From the Information Graphics series

Stylized graphics rendered in saturated hues set this quick overview of body systems apart from the general run.

Arranged in tabbed and color-coded sections, the tour covers familiar ground but often from an unusual angle. The tally of human senses at the beginning, for instance, includes “proprioception” (physical multitasking), and ensuing chapters on the skeletal, circulatory and other systems are capped with a miscellany of body contents and products—from selected parasites and chemicals to farts and sweat. Likewise, descriptions of a dozen physical components of the “Brain Box” are followed by notes on more slippery mental functions like “Consciousness” and “Imagination.” The facts and observations gathered by Rogers are presented as labels or captions. They are interspersed on each spread with flat, eye-dazzling images designed by Grundy not with anatomical correctness in mind but to show processes or relationships at a glance.
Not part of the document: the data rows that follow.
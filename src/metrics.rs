//! Operational counters for the settlement engine.

use crate::table::types::Amount;
use serde::Serialize;
use std::sync::atomic::{AtomicU64, Ordering};

/// Monotonic counters, cheap enough to bump on every operation.
///
/// Shared as `Arc<EngineMetrics>` between the engine and whoever reports.
#[derive(Debug, Default)]
pub struct EngineMetrics {
    rounds_opened: AtomicU64,
    bets_placed: AtomicU64,
    stake_volume: AtomicU64,
    spins_requested: AtomicU64,
    spins_resolved: AtomicU64,
    claims_paid: AtomicU64,
    payout_volume: AtomicU64,
}

impl EngineMetrics {
    pub fn new() -> Self {
        Self::default()
    }

    pub fn record_round_opened(&self) {
        self.rounds_opened.fetch_add(1, Ordering::Relaxed);
    }

    pub fn record_bet(&self, amount: Amount) {
        self.bets_placed.fetch_add(1, Ordering::Relaxed);
        self.stake_volume.fetch_add(amount, Ordering::Relaxed);
    }

    pub fn record_spin_requested(&self) {
        self.spins_requested.fetch_add(1, Ordering::Relaxed);
    }

    pub fn record_spin_resolved(&self) {
        self.spins_resolved.fetch_add(1, Ordering::Relaxed);
    }

    pub fn record_payout(&self, amount: Amount) {
        self.claims_paid.fetch_add(1, Ordering::Relaxed);
        self.payout_volume.fetch_add(amount, Ordering::Relaxed);
    }

    pub fn snapshot(&self) -> MetricsSnapshot {
        MetricsSnapshot {
            rounds_opened: self.rounds_opened.load(Ordering::Relaxed),
            bets_placed: self.bets_placed.load(Ordering::Relaxed),
            stake_volume: self.stake_volume.load(Ordering::Relaxed),
            spins_requested: self.spins_requested.load(Ordering::Relaxed),
            spins_resolved: self.spins_resolved.load(Ordering::Relaxed),
            claims_paid: self.claims_paid.load(Ordering::Relaxed),
            payout_volume: self.payout_volume.load(Ordering::Relaxed),
        }
    }
}

#[derive(Debug, Clone, Serialize, PartialEq, Eq)]
pub struct MetricsSnapshot {
    pub rounds_opened: u64,
    pub bets_placed: u64,
    pub stake_volume: u64,
    pub spins_requested: u64,
    pub spins_resolved: u64,
    pub claims_paid: u64,
    pub payout_volume: u64,
}

impl MetricsSnapshot {
    /// Net amount the house kept so far (stakes in minus payouts out).
    pub fn house_margin(&self) -> i128 {
        i128::from(self.stake_volume) - i128::from(self.payout_volume)
    }
}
Thus, to show body parts most sensitive to touch, a silhouette figure sports an oversized hand and foot, plus Homer Simpson lips (though genitals are absent, which seems overcautious as an explicit section on reproduction follows a few pages later), and a stack of bathtubs illustrates the quantity of urine the average adult produces in an average lifetime (385 bathtubs’ worth). There is no backmatter.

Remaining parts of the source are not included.